FLAT: Chinese NER Using Flat‑Lattice Transformer

FLAT addresses the speed limitation of Lattice LSTM and its incompatibility with BERT by concatenating lexical tokens to the input and modifying the position embedding to use span‑based (start‑end) encodings, plus relative position matrices (head‑head, head‑tail, tail‑head, tail‑tail) for richer word‑span interactions.

FLAT can be batch‑parallel, leverages BERT, and achieves strong results on standard Chinese NER benchmarks, at the cost of higher GPU memory usage.

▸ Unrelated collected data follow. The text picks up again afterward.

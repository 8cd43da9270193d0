//! Configuration module for the expression front end
//! Compile-time limits come from the TOML profile read by build.rs

include!(concat!(env!("OUT_DIR"), "/constants.rs"));

pub mod runtime;

/// Build information and configuration metadata
pub mod build_info {
    /// Returns the configuration profile used during build
    pub fn profile() -> &'static str {
        option_env!("EXPR_BUILD_PROFILE").unwrap_or("development")
    }

    /// Returns the configuration directory used during build
    pub fn config_dir() -> &'static str {
        option_env!("EXPR_CONFIG_DIR").unwrap_or("config")
    }

    /// Returns configuration source information
    pub fn source_info() -> String {
        format!("Generated from {}/{}.toml", config_dir(), profile())
    }

    /// Human-readable summary of every compile-time limit
    pub fn limits_report() -> String {
        use super::compile_time::{lexical, logging, render};

        format!(
            "Profile: {}\n\
             Source: {}\n\
             Lexical limits:\n\
             - max source length: {}\n\
             - max literal size: {}\n\
             - max identifier length: {}\n\
             - max token count: {}\n\
             Render limits:\n\
             - max render depth: {}\n\
             - max output length: {}\n\
             Logging limits:\n\
             - log buffer size: {}\n\
             - max log message length: {}",
            profile(),
            source_info(),
            lexical::MAX_SOURCE_LENGTH,
            lexical::MAX_LITERAL_SIZE,
            lexical::MAX_IDENTIFIER_LENGTH,
            lexical::MAX_TOKEN_COUNT,
            render::MAX_RENDER_DEPTH,
            render::MAX_OUTPUT_LENGTH,
            logging::LOG_BUFFER_SIZE,
            logging::MAX_LOG_MESSAGE_LENGTH,
        )
    }
}
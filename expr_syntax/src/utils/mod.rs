//! Shared source-location types used by the tokenizer, renderer and logging

pub mod span;

pub use span::{Position, SourceMap, Span};
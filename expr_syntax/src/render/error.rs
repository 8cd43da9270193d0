//! Tree rendering errors

use crate::logging::codes;
use crate::tokens::TokenKind;

#[derive(Debug, Clone, PartialEq, thiserror::Error)]
pub enum RenderError {
    #[error("Cannot render {kind} node")]
    UnsupportedNode { kind: TokenKind },

    #[error("{kind} node expects {expected} children, found {found}")]
    ArityMismatch {
        kind: TokenKind,
        expected: usize,
        found: usize,
    },

    #[error("{kind} node carries a value of the wrong shape")]
    ValueMismatch { kind: TokenKind },

    #[error("Tree nesting exceeds {max} levels")]
    DepthExceeded { max: usize },

    #[error("Rendered text too large: {length} bytes (max {max})")]
    OutputTooLarge { length: usize, max: usize },
}

impl RenderError {
    pub fn error_code(&self) -> crate::logging::Code {
        match self {
            RenderError::UnsupportedNode { .. } => codes::render::UNSUPPORTED_NODE,
            RenderError::ArityMismatch { .. } => codes::render::ARITY_MISMATCH,
            RenderError::ValueMismatch { .. } => codes::render::VALUE_MISMATCH,
            RenderError::DepthExceeded { .. } => codes::render::DEPTH_EXCEEDED,
            RenderError::OutputTooLarge { .. } => codes::render::OUTPUT_TOO_LARGE,
        }
    }
}
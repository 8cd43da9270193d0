//! Subcommand implementations. Each returns the text to print on success or
//! a formatted diagnostic on failure.

use expr_syntax::config::build_info;
use expr_syntax::config::runtime::LexicalPreferences;
use expr_syntax::lexical::{self, TIME_FORMATS};
use expr_syntax::tokens::{
    self, ComparatorOperator, FunctionTable, LogicalOperator, ModifierOperator, PrefixOperator,
    TernaryOperator, Token,
};
use expr_syntax::utils::SourceMap;
use expr_syntax::{log_error, log_info, render, Node};
use serde::Serialize;
use std::path::Path;

#[derive(Serialize)]
struct TokenizeReport<'a> {
    expression: &'a str,
    tokens: &'a [Token],
}

pub fn tokenize(
    expression: &str,
    functions: Option<&Path>,
    json: bool,
    strict: bool,
) -> Result<String, String> {
    let table = match functions {
        Some(path) => tokens::load_function_table_file(path).map_err(|e| {
            log_error!(e.error_code(), &e.to_string());
            format!("Error: {}", e)
        })?,
        None => FunctionTable::new(),
    };

    let mut preferences = LexicalPreferences::default();
    preferences.validate_transitions |= strict;

    let tokens = lexical::tokenize_with_preferences(expression, &table, preferences)
        .map_err(|e| SourceMap::new(expression).format_error(&e.span(), &e.to_string()))?;

    log_info!("Tokenized expression", "tokens" => tokens.len());

    if json {
        let report = TokenizeReport {
            expression,
            tokens: &tokens,
        };
        return serde_json::to_string_pretty(&report).map_err(|e| format!("Error: {}", e));
    }

    Ok(tokens
        .iter()
        .map(Token::to_string)
        .collect::<Vec<_>>()
        .join("\n"))
}

pub fn render_file(path: &Path) -> Result<String, String> {
    let content = std::fs::read_to_string(path)
        .map_err(|e| format!("Error: cannot read '{}': {}", path.display(), e))?;

    let tree: Node = serde_json::from_str(&content)
        .map_err(|e| format!("Error: '{}' is not a serialized tree: {}", path.display(), e))?;

    render(&tree).map_err(|e| format!("Error: [{}] {}", e.error_code(), e))
}

fn join_symbols<T>(items: &[T], symbol: fn(&T) -> &'static str) -> String {
    items.iter().map(symbol).collect::<Vec<_>>().join(" ")
}

pub fn info() -> String {
    let mut output = String::new();

    output.push_str(&format!("exprc v{}\n\n", env!("CARGO_PKG_VERSION")));
    output.push_str(&build_info::limits_report());
    output.push_str("\n\nSymbol tables:\n");
    output.push_str(&format!(
        "  prefix:     {}\n",
        join_symbols(&PrefixOperator::ALL, PrefixOperator::as_str)
    ));
    output.push_str(&format!(
        "  modifier:   {}\n",
        join_symbols(&ModifierOperator::ALL, ModifierOperator::as_str)
    ));
    output.push_str(&format!(
        "  logical:    {}\n",
        join_symbols(&LogicalOperator::ALL, LogicalOperator::as_str)
    ));
    output.push_str(&format!(
        "  comparator: {}\n",
        join_symbols(&ComparatorOperator::ALL, ComparatorOperator::as_str)
    ));
    output.push_str(&format!(
        "  ternary:    {}\n",
        join_symbols(&TernaryOperator::ALL, TernaryOperator::as_str)
    ));

    output.push_str("\nTimestamp formats (first match wins):\n");
    for (index, format) in TIME_FORMATS.iter().enumerate() {
        output.push_str(&format!(
            "  {:>2}. {:<20} {}\n",
            index + 1,
            format.name,
            format.layout
        ));
    }

    output
}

Leverage Lexical Knowledge for Chinese NER via Collaborative Graph Network

Graph‑based CGN overcomes Lattice LSTM’s information loss by constructing three graphs: C‑graph (word‑character containing), T‑graph (word‑character transition), and L‑graph (word‑character lattice). These capture word boundaries, contextual adjacency, and latent lexical relations; a fusion layer combines their features before CRF decoding, offering speed gains over FLAT.

Nested Entity Problem

Pyramid: A Layered Model for Nested Named Entity Recognition

Pyramid uses a multi‑layer CNN hierarchy where each layer predicts entities of a specific length L, enabling detection of overlapping spans without generating spurious entities at incorrect layers; a reverse pyramid also feeds higher‑level span information back to lower layers.

A Unified MRC Framework for Named Entity Recognition

This approach reformulates NER as a machine‑reading‑comprehension task: the model predicts start and end positions for each entity type, allowing spans to overlap and thus handling nesting. Multiple entity types are queried separately, and a matching module filters valid span‑type pairs.

TPLinker: Single‑stage Joint Extraction of Entities and Relations Through Token Pair Linking

TPLinker treats every possible token pair as a potential entity (or head/tail of a relation) and classifies them in a triangular N×N matrix, reducing redundancy while supporting nested entities; separate classifiers handle ordinary entities, head entities, and tail entities for each relation type.

Span‑based Joint Entity and Relation Extraction with Transformer Pre‑training (spERT)

spERT enumerates all possible n‑gram spans after BERT encoding, adds width embeddings to the span classifier, and filters non‑entities; relation classification concatenates span representations and applies a sigmoid per relation type.

Overall, lexical‑knowledge fusion (Lattice LSTM, FLAT, CGN) and span‑based nested entity strategies (Pyramid, MRC, TPLinker, spERT) represent complementary directions for improving Chinese NER, offering insights that may transfer to other NLP tasks.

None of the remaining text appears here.